You can tell from Julie's smile that she loves buff singletrack just as much as I do.

This little varment wandered over to the cliff at Gudy's Rest while Julie and I were hanging out. I think he was scoping out the trail below (in background), he was probably trying to figure out what lines he was going to take once he got down there.

I think that's the cow that tried to hump Shim a few years ago.

Love the Aspen groves.

Durango – Day 2

Decided to let my body heal a little and hit the road for a hundy. I rode west to Mesa Verde, paid the $8 admission into the park and did another 16 or so miles until I hit the highest point on the road. I stopped for about 10, ate some Pop Tarts, enjoyed the view of the mesa’s off in the distance, then turned around for the ride home. The park was a nice break from the heavy traffic on highway 160, it kinda felt like I was in de-tox from all of the diesel fumes that I had inhaled on 160. I ended up with about 5 hours of ride time and just over 7,000 feet of net verticality on the day.

Mesa Verde is a pretty cool national park. I think the Pueblo Indians decided to split in search of new digs in the 1200's.

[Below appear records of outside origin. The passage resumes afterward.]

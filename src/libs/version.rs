use std::{cmp::Ordering, fmt::Display, str::FromStr, sync::OnceLock};

use regex::Regex;

use super::error::{ChangelogError, Result};

// MAJOR.MINOR.PATCH[-rc.N]
fn version_regex() -> &'static Regex
{
    static REGEX: OnceLock<Regex> = OnceLock::new();
    REGEX.get_or_init(|| Regex::new(r"^(\d+)\.(\d+)\.(\d+)(?:-rc\.(\d+))?$").expect("version regex is valid"))
}

#[derive(Debug, Clone, Copy, PartialEq, Eq, Hash)]
pub struct SemanticVersion
{
    pub major: u32,
    pub minor: u32,
    pub patch: u32,

    // Release candidate ordinal, a pre-release when set.
    pub rc: Option<u32>,
}

impl SemanticVersion
{
    // Ctor
    pub fn new(major: u32, minor: u32, patch: u32) -> SemanticVersion
    {
        SemanticVersion { major, minor, patch, rc: None }
    }

    pub fn is_release_candidate(&self) -> bool
    {
        self.rc.is_some()
    }

    // Parse
    pub fn parse(version: &str) -> Result<SemanticVersion>
    {
        let malformed = || ChangelogError::MalformedVersion(version.to_string());

        let captures = version_regex().captures(version).ok_or_else(malformed)?;

        // Every group is all digits, only overflow can fail here.
        let component = |index: usize| -> Result<Option<u32>>
        {
            captures
                .get(index)
                .map(|m| m.as_str().parse::<u32>().map_err(|_| malformed()))
                .transpose()
        };

        Ok(SemanticVersion {
            major: component(1)?.ok_or_else(malformed)?,
            minor: component(2)?.ok_or_else(malformed)?,
            patch: component(3)?.ok_or_else(malformed)?,
            rc: component(4)?,
        })
    }

    /// Compares only `major.minor.patch`, ignoring any release candidate.
    pub fn cmp_release(&self, other: &SemanticVersion) -> Ordering
    {
        (self.major, self.minor, self.patch).cmp(&(other.major, other.minor, other.patch))
    }
}

impl FromStr for SemanticVersion
{
    type Err = ChangelogError;

    fn from_str(s: &str) -> Result<Self>
    {
        SemanticVersion::parse(s)
    }
}

impl Ord for SemanticVersion
{
    fn cmp(&self, other: &Self) -> Ordering
    {
        self.cmp_release(other).then_with(|| match (self.rc, other.rc)
        {
            (None, None) => Ordering::Equal,
            (Some(_), None) => Ordering::Less,
            (None, Some(_)) => Ordering::Greater,
            (Some(a), Some(b)) => a.cmp(&b),
        })
    }
}

impl PartialOrd for SemanticVersion
{
    fn partial_cmp(&self, other: &Self) -> Option<Ordering>
    {
        Some(self.cmp(other))
    }
}

impl Display for SemanticVersion
{
    fn fmt(&self, f: &mut std::fmt::Formatter<'_>) -> std::fmt::Result {
        write!(f, "{}.{}.{}", self.major, self.minor, self.patch)?;
        // x.x.x[-rc.N]
        if let Some(rc) = self.rc
        {
            write!(f, "-rc.{}", rc)?;
        }
        Ok(())
    }
}

#[cfg(test)]
fn random_version() -> SemanticVersion
{
    use rand::Rng;

    let mut rng = rand::thread_rng();
    SemanticVersion {
        major: rng.gen_range(0..4),
        minor: rng.gen_range(0..4),
        patch: rng.gen_range(0..4),
        rc: if rng.gen_bool(0.3) { Some(rng.gen_range(0..3)) } else { None },
    }
}

#[cfg(test)]
fn rc(major: u32, minor: u32, patch: u32, rc: u32) -> SemanticVersion
{
    SemanticVersion { rc: Some(rc), ..SemanticVersion::new(major, minor, patch) }
}

#[test]
fn test_parse()
{
    assert_eq!(SemanticVersion::parse("1.2.3").unwrap(), SemanticVersion::new(1, 2, 3));
    assert_eq!(SemanticVersion::parse("1.4.0-rc.1").unwrap(), rc(1, 4, 0, 1));
    assert_eq!("0.0.0".parse::<SemanticVersion>().unwrap(), SemanticVersion::new(0, 0, 0));
}

#[test]
fn test_parse_malformed()
{
    for text in ["", "1.2", "1.2.3.4", "v1.2.3", "1.2.x", "1.2.3-beta.1", "1.2.3-rc", "1.2.3-rc.", " 1.2.3", "99999999999.0.0"]
    {
        let result = SemanticVersion::parse(text);
        assert!(matches!(result, Err(ChangelogError::MalformedVersion(_))), "Accepted `{}`: {:?}", text, result);
    }
}

#[test]
fn test_parse_is_left_inverse_of_format()
{
    for _ in 0..200
    {
        let version = random_version();
        assert_eq!(SemanticVersion::parse(&version.to_string()).unwrap(), version);
    }
    assert_eq!(rc(2, 0, 1, 7).to_string(), "2.0.1-rc.7");
}

#[test]
fn test_release_candidate_is_less_than_release()
{
    let release = SemanticVersion::new(1, 4, 0);
    assert!(rc(1, 4, 0, 9) < release);
    assert!(rc(1, 4, 0, 1) < rc(1, 4, 0, 2));
    assert!(rc(1, 4, 1, 0) > release);
    assert_ne!(rc(1, 4, 0, 0), release);
}

#[test]
fn test_total_order()
{
    let versions: Vec<SemanticVersion> = (0..40).map(|_| random_version()).collect();

    for a in versions.iter()
    {
        for b in versions.iter()
        {
            let relations = [a < b, a == b, a > b];
            assert_eq!(relations.iter().filter(|x| **x).count(), 1, "{} vs {}", a, b);

            for c in versions.iter()
            {
                if a < b && b < c
                {
                    assert!(a < c, "{} < {} < {}", a, b, c);
                }
            }
        }
    }
}
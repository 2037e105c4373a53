pub mod commit;
pub mod github;
#[cfg(test)]
pub mod mock;
pub mod outputs;
pub mod package_manager;
pub mod source;
pub mod update;
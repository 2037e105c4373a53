use std::{fs::OpenOptions, io::Write, path::Path};

use log::info;

use crate::libs::error::Result;

/// Publishes step outputs, appending to `$GITHUB_OUTPUT` when running inside an action.
pub fn set_outputs(outputs: &[(&str, String)]) -> Result<()>
{
    match std::env::var_os("GITHUB_OUTPUT")
    {
        Some(path) => write_outputs(Path::new(&path), outputs),
        None =>
        {
            for (name, value) in outputs
            {
                info!("Output: {}={}", name, value);
            }
            Ok(())
        },
    }
}

pub fn write_outputs(path: &Path, outputs: &[(&str, String)]) -> Result<()>
{
    let mut file = OpenOptions::new().create(true).append(true).open(path)?;
    for (name, value) in outputs
    {
        // Multi-line values need the heredoc form.
        if value.contains('\n')
        {
            writeln!(file, "{}<<__CHANGELOG_ACTION_EOF__\n{}\n__CHANGELOG_ACTION_EOF__", name, value)?;
        }
        else
        {
            writeln!(file, "{}={}", name, value)?;
        }
        info!("Output: {}={}", name, value);
    }
    Ok(())
}

#[test]
fn test_write_outputs_appends()
{
    let dir = tempfile::tempdir().unwrap();
    let path = dir.path().join("output");
    std::fs::write(&path, "previous=1\n").unwrap();

    write_outputs(&path, &[("should_commit", "true".to_string()), ("npm_or_yarn", "yarn".to_string())]).unwrap();

    assert_eq!(std::fs::read_to_string(&path).unwrap(), "previous=1\nshould_commit=true\nnpm_or_yarn=yarn\n");
}

#[test]
fn test_write_outputs_multiline()
{
    let dir = tempfile::tempdir().unwrap();
    let path = dir.path().join("output");

    write_outputs(&path, &[("body", "- a  \n- b  ".to_string())]).unwrap();

    assert_eq!(
        std::fs::read_to_string(&path).unwrap(),
        "body<<__CHANGELOG_ACTION_EOF__\n- a  \n- b  \n__CHANGELOG_ACTION_EOF__\n"
    );
}
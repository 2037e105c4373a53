use thiserror::Error;

use super::version::SemanticVersion;

/// Everything that can abort a run.
///
/// Expected absences (no prior tag, unchanged version, ...) are not errors,
/// see `feature::update::SkipReason`.
#[derive(Error, Debug)]
pub enum ChangelogError
{
    #[error("Malformed version: `{0}` - expected MAJOR.MINOR.PATCH or MAJOR.MINOR.PATCH-rc.N")]
    MalformedVersion(String),

    #[error("Version regression: {behind} -> {ahead}")]
    VersionRegression { behind: SemanticVersion, ahead: SemanticVersion },

    #[error("Invariant violated: {0}")]
    Invariant(String),

    #[error("Configuration error: {0}")]
    Config(String),

    #[error("Manifest error: {0}")]
    Manifest(String),

    #[error("GitHub request failed: {0}")]
    GitHub(#[from] octocrab::Error),

    #[error("Git operation failed: {0}")]
    Git(#[from] git2::Error),

    #[error("I/O error: {0}")]
    Io(#[from] std::io::Error),

    #[error("JSON error: {0}")]
    Json(#[from] serde_json::Error),
}

pub type Result<T> = std::result::Result<T, ChangelogError>;

impl ChangelogError
{
    pub fn config(msg: impl Into<String>) -> Self
    {
        ChangelogError::Config(msg.into())
    }

    pub fn manifest(msg: impl Into<String>) -> Self
    {
        ChangelogError::Manifest(msg.into())
    }
}

#[test]
fn test_error_display()
{
    let err = ChangelogError::MalformedVersion("1.2".to_string());
    assert!(err.to_string().starts_with("Malformed version: `1.2`"));

    let err = ChangelogError::VersionRegression {
        behind: SemanticVersion::new(2, 0, 0),
        ahead: SemanticVersion::new(1, 9, 9),
    };
    assert_eq!(err.to_string(), "Version regression: 2.0.0 -> 1.9.9");

    assert_eq!(ChangelogError::config("no owner").to_string(), "Configuration error: no owner");
}

#[test]
fn test_error_from_io()
{
    let io_err = std::io::Error::new(std::io::ErrorKind::NotFound, "file not found");
    let err: ChangelogError = io_err.into();
    assert!(err.to_string().contains("I/O error"));
}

Good ole' Teddy Roosevelt decided to establish the land as a national park in an effort to preserve what was left of the ruins.

There has to be some sweet singletrack down there somewhere...

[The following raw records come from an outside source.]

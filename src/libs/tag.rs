use super::version::SemanticVersion;

#[derive(Debug, Clone, PartialEq, Eq)]
pub struct ReleaseTag
{
    pub name: String,
    pub version: SemanticVersion,
}

/// `refs/heads/main` -> `main`, anything else is returned untouched.
///
/// On a push `github.ref` is the full ref, on a pull request `github.head_ref`
/// is already the bare branch name.
pub fn strip_branch_ref(branch: &str) -> &str
{
    branch.strip_prefix("refs/heads/").unwrap_or(branch)
}

// Tags are either `1.2.3` or `v1.2.3`.
fn parse_tag(name: &str) -> Option<SemanticVersion>
{
    SemanticVersion::parse(name.strip_prefix('v').unwrap_or(name)).ok()
}

/// Highest released (non release candidate) version among `tag_names`.
///
/// Tags that are not versions are ignored.
pub fn latest_release_tag<'a, I>(tag_names: I) -> Option<ReleaseTag>
where
    I: IntoIterator<Item = &'a str>,
{
    tag_names
        .into_iter()
        .filter_map(|name| parse_tag(name).map(|version| ReleaseTag { name: name.to_string(), version }))
        .filter(|tag| !tag.version.is_release_candidate())
        .max_by(|a, b| a.version.cmp(&b.version))
}

#[test]
fn test_strip_branch_ref()
{
    assert_eq!(strip_branch_ref("refs/heads/main"), "main");
    assert_eq!(strip_branch_ref("refs/heads/feature/refs/heads/x"), "feature/refs/heads/x");
    assert_eq!(strip_branch_ref("dev"), "dev");
    assert_eq!(strip_branch_ref("refs/tags/v1.0.0"), "refs/tags/v1.0.0");
}

#[test]
fn test_latest_release_tag()
{
    let tags = ["v1.2.0", "1.10.0", "v1.9.3", "nightly", "v2.0.0-rc.1", "1.10.0-rc.4"];
    let latest = latest_release_tag(tags.iter().copied()).unwrap();
    assert_eq!(latest.name, "1.10.0");
    assert_eq!(latest.version, SemanticVersion::new(1, 10, 0));
}

#[test]
fn test_latest_release_tag_keeps_prefix()
{
    let latest = latest_release_tag(["v0.1.0", "v0.2.0"]).unwrap();
    assert_eq!(latest.name, "v0.2.0");
}

#[test]
fn test_latest_release_tag_none()
{
    assert_eq!(latest_release_tag(Vec::<&str>::new()), None);
    assert_eq!(latest_release_tag(["latest", "v3.0.0-rc.1"]), None);
}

This is where I ate my Pop Tarts.

Friday, July 10, 2009

Durango – Day 1 – Crash and Burn.

Sweet trail maps at almost every intersection.

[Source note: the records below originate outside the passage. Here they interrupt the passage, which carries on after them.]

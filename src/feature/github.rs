use async_trait::async_trait;
use log::debug;

use crate::libs::{commits::Commit, error::Result};

use super::source::ReleaseSource;

// The compare endpoint caps a single response, larger ranges are paged.
const COMPARE_PER_PAGE: usize = 100;

#[derive(Debug, serde::Serialize)]
struct PageParams
{
    per_page: usize,
    page: usize,
}

#[derive(Debug, Default, serde::Deserialize)]
struct Comparison
{
    #[serde(default)]
    total_commits: usize,
    commits: Vec<ComparisonCommit>,
}

#[derive(Debug, serde::Deserialize)]
struct ComparisonCommit
{
    commit: ComparisonCommitDetail,
}

#[derive(Debug, serde::Deserialize)]
struct ComparisonCommitDetail
{
    message: String,
    author: Option<ComparisonAuthor>,
}

#[derive(Debug, serde::Deserialize)]
struct ComparisonAuthor
{
    name: String,
}

impl Comparison
{
    // Appends the next page, pages are fetched oldest first.
    fn merge(&mut self, page: Comparison) -> bool
    {
        let received = page.commits.len();
        self.total_commits = self.total_commits.max(page.total_commits);
        self.commits.extend(page.commits);

        received == COMPARE_PER_PAGE && self.commits.len() < self.total_commits
    }

    // The compare endpoint lists the commits oldest first.
    fn into_commits(self) -> Vec<Commit>
    {
        self.commits
            .into_iter()
            .rev()
            .map(|c| Commit::new(c.commit.message, c.commit.author.map(|a| a.name).unwrap_or_default()))
            .collect()
    }
}

fn is_not_found(error: &octocrab::Error) -> bool
{
    matches!(error, octocrab::Error::GitHub { source, .. } if source.status_code.as_u16() == 404)
}

/// GitHub REST API backed `ReleaseSource`.
pub struct GitHubSource
{
    octocrab: octocrab::Octocrab,
    owner: String,
    repo: String,
}

impl GitHubSource
{
    pub fn new(token: Option<String>, owner: &str, repo: &str) -> Result<GitHubSource>
    {
        let mut builder = octocrab::Octocrab::builder();
        if let Some(token) = token
        {
            builder = builder.personal_token(token);
        }

        Ok(GitHubSource { octocrab: builder.build()?, owner: owner.to_string(), repo: repo.to_string() })
    }
}

#[async_trait]
impl ReleaseSource for GitHubSource
{
    async fn tag_names(&self) -> Result<Vec<String>>
    {
        let page = self.octocrab
            .repos(&self.owner, &self.repo)
            .list_tags()
            .per_page(100u8)
            .send()
            .await?;

        let tags = self.octocrab.all_pages(page).await?;
        debug!("Tags on {}/{}: {}", self.owner, self.repo, tags.len());

        Ok(tags.into_iter().map(|tag| tag.name).collect())
    }

    async fn commits_ahead(&self, behind: &str, ahead: &str) -> Result<Vec<Commit>>
    {
        let route = format!("/repos/{}/{}/compare/{}...{}", self.owner, self.repo, behind, ahead);

        let mut comparison = Comparison::default();
        let mut page = 1;
        loop
        {
            let params = PageParams { per_page: COMPARE_PER_PAGE, page };
            let next: Comparison = self.octocrab.get(&route, Some(&params)).await?;
            if !comparison.merge(next)
            {
                break;
            }
            page += 1;
        }
        debug!("Compare {}...{}: {} of {} commits", behind, ahead, comparison.commits.len(), comparison.total_commits);

        Ok(comparison.into_commits())
    }

    async fn read_file(&self, reference: &str, path: &str) -> Result<Option<String>>
    {
        let result = self.octocrab
            .repos(&self.owner, &self.repo)
            .get_content()
            .path(path)
            .r#ref(reference)
            .send()
            .await;

        match result
        {
            Ok(content) => Ok(content.items.into_iter().next().and_then(|item| item.decoded_content())),
            Err(error) if is_not_found(&error) =>
            {
                debug!("{}/{}#{}: `{}` not found", self.owner, self.repo, reference, path);
                Ok(None)
            },
            Err(error) => Err(error.into()),
        }
    }
}

#[test]
fn test_comparison_into_commits()
{
    let json = r#"{
        "status": "ahead",
        "commits": [
            { "sha": "a1", "commit": { "message": "first", "author": { "name": "alice", "email": "a@x.io", "date": "2024-01-01T00:00:00Z" } } },
            { "sha": "b2", "commit": { "message": "second", "author": null } }
        ]
    }"#;

    let comparison: Comparison = serde_json::from_str(json).unwrap();
    assert_eq!(
        comparison.into_commits(),
        vec![Commit::new("second", ""), Commit::new("first", "alice")]
    );
}

#[cfg(test)]
fn comparison_page(total_commits: usize, messages: std::ops::Range<usize>) -> Comparison
{
    Comparison {
        total_commits,
        commits: messages
            .map(|i| ComparisonCommit {
                commit: ComparisonCommitDetail {
                    message: format!("commit {}", i),
                    author: Some(ComparisonAuthor { name: "alice".to_string() }),
                },
            })
            .collect(),
    }
}

#[test]
fn test_comparison_merge_pages()
{
    let mut comparison = Comparison::default();
    assert!(comparison.merge(comparison_page(230, 0..100)));
    assert!(comparison.merge(comparison_page(230, 100..200)));
    assert!(!comparison.merge(comparison_page(230, 200..230)));

    let commits = comparison.into_commits();
    assert_eq!(commits.len(), 230);
    assert_eq!(commits.first().unwrap().message, "commit 229");
    assert_eq!(commits.last().unwrap().message, "commit 0");
}

#[test]
fn test_comparison_merge_stops_at_total()
{
    let mut comparison = Comparison::default();
    assert!(!comparison.merge(comparison_page(100, 0..100)));
    assert_eq!(comparison.commits.len(), 100);

    // A short page ends the walk even when the total says otherwise.
    let mut comparison = Comparison::default();
    assert!(!comparison.merge(comparison_page(500, 0..42)));
}
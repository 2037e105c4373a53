use std::{collections::HashSet, sync::OnceLock};

use regex::Regex;

#[derive(Debug, Clone, PartialEq, Eq)]
pub struct Commit
{
    pub message: String,
    pub author_name: String,
}

impl Commit
{
    pub fn new(message: impl Into<String>, author_name: impl Into<String>) -> Commit
    {
        Commit { message: message.into(), author_name: author_name.into() }
    }
}

// Messages that never make it into the changelog.
fn noise_regexes() -> &'static [Regex]
{
    static REGEXES: OnceLock<Vec<Regex>> = OnceLock::new();
    REGEXES.get_or_init(|| {
        [r"(?i)changelog", r"^Merge branch ", r"^GitBook: "]
            .iter()
            .map(|pattern| Regex::new(pattern).expect("noise regex is valid"))
            .collect()
    })
}

/// Renders the markdown body of a changelog entry.
///
/// `commits` is newest first, as the commit range comes back; the body lists
/// them oldest first, one `- message  ` item per line.
pub fn build_body(commits: &[Commit], excluded_authors: &HashSet<String>) -> String
{
    commits
        .iter()
        .rev()
        .filter(|commit| !excluded_authors.contains(&commit.author_name))
        .map(|commit| commit.message.as_str())
        .filter(|message| !noise_regexes().iter().any(|regex| regex.is_match(message)))
        .map(|message| format!("- {}  ", message))
        .collect::<Vec<String>>()
        .join("\n")
}

#[cfg(test)]
use maplit::hashset;

#[test]
fn test_build_body_scenario()
{
    // Newest first.
    let commits = vec![
        Commit::new("Add feature", "alice"),
        Commit::new("Fix bug", "bot"),
        Commit::new("Merge branch 'x'", "alice"),
    ];

    let body = build_body(&commits, &hashset! { "bot".to_string() });
    assert_eq!(body, "- Add feature  ");
}

#[test]
fn test_build_body_is_chronological()
{
    let commits = vec![
        Commit::new("third", "alice"),
        Commit::new("second", "bob"),
        Commit::new("first", "alice"),
    ];

    assert_eq!(build_body(&commits, &HashSet::new()), "- first  \n- second  \n- third  ");
}

#[test]
fn test_build_body_excludes_authors()
{
    let excluded = hashset! { "dependabot[bot]".to_string(), "github-actions".to_string() };
    let commits = vec![
        Commit::new("Bump lodash", "dependabot[bot]"),
        Commit::new("Release", "github-actions"),
        Commit::new("Keep me", "Dependabot[bot]"),
        Commit::new("Keep me too", "carol"),
    ];

    let body = build_body(&commits, &excluded);
    assert_eq!(body, "- Keep me too  \n- Keep me  ");
}

#[test]
fn test_build_body_changelog_is_case_insensitive()
{
    let commits = vec![
        Commit::new("Update CHANGELOG v1.2.0", "bot"),
        Commit::new("tweak the changeLog generator", "alice"),
        Commit::new("Docs: changelog.md typo", "alice"),
        Commit::new("Real work", "alice"),
    ];

    assert_eq!(build_body(&commits, &HashSet::new()), "- Real work  ");
}

#[test]
fn test_build_body_prefixes_are_exact()
{
    let commits = vec![
        Commit::new("Merge branch 'main' into dev", "alice"),
        Commit::new("GitBook: [main] 3 pages modified", "gitbook"),
        Commit::new("merge branch lowercase stays", "alice"),
        Commit::new("gitbook: lowercase stays", "alice"),
        Commit::new("Revert \"Merge branch 'x'\"", "alice"),
        Commit::new("Merge pull request #12 from x/y", "alice"),
    ];

    let body = build_body(&commits, &HashSet::new());
    assert_eq!(
        body,
        "- Merge pull request #12 from x/y  \n- Revert \"Merge branch 'x'\"  \n- gitbook: lowercase stays  \n- merge branch lowercase stays  "
    );
}

#[test]
fn test_build_body_empty()
{
    assert_eq!(build_body(&[], &HashSet::new()), "");

    let commits = vec![Commit::new("Update changelog v1.0.1", "alice")];
    assert_eq!(build_body(&commits, &HashSet::new()), "");
}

Julie and I rode over to the Telegraph Trails. I wanted to get a good, hard workout in and because the Telegraph Trails have trail maps at almost every intersection, I figured that it would be a great place for Julie to ride on her own while I go out and beat myself to a pulp. I told her that if she needed to stop to take a load off, to make sure that she stopped in an open space and not to converse with any strange snakes, especially if they have a rattle.
So, I rode the Telegraph Trail to the top and started ripping it up down the descent on Crites Connect. I’ve ridden the trail probably 30 times before and was familiar enough with it that I felt comfortable letting it all hang out. As I was rounding a fast corner, I saw a very large rock sitting in the middle of the trail that I’d never seen before. As soon as I saw the rock, I knew that I was screwed. I tried to go around it, however my front tire clipped it enough that it sent me flying OTB. The next thing I know, I’m sliding down the trail head first on my back. I had a Camelback on and I remember waiting for it to burst from my body bouncing on and off of it while I was sliding down the trail. When I finally stopped, I kinda laid there and waited for the cloud of dust to settle. I moved my arms and legs, nothing seemed to be broken, so I got up, picked my bike up and gave it a once over. Everything seemed to be fine. From what I could tell, I only had a few small cuts on my legs and some scrapes on my elbows and shoulders. I dusted myself off and motored on.
About an hour into the ride, I noticed that my front wheel was a little out of whack, though it wasn’t enough to prevent me from continuing on. I rode for another hour or so and headed back to the car where Julie was waiting for me. I got off the bike and almost fell over. I didn’t really realize just how beat up I was.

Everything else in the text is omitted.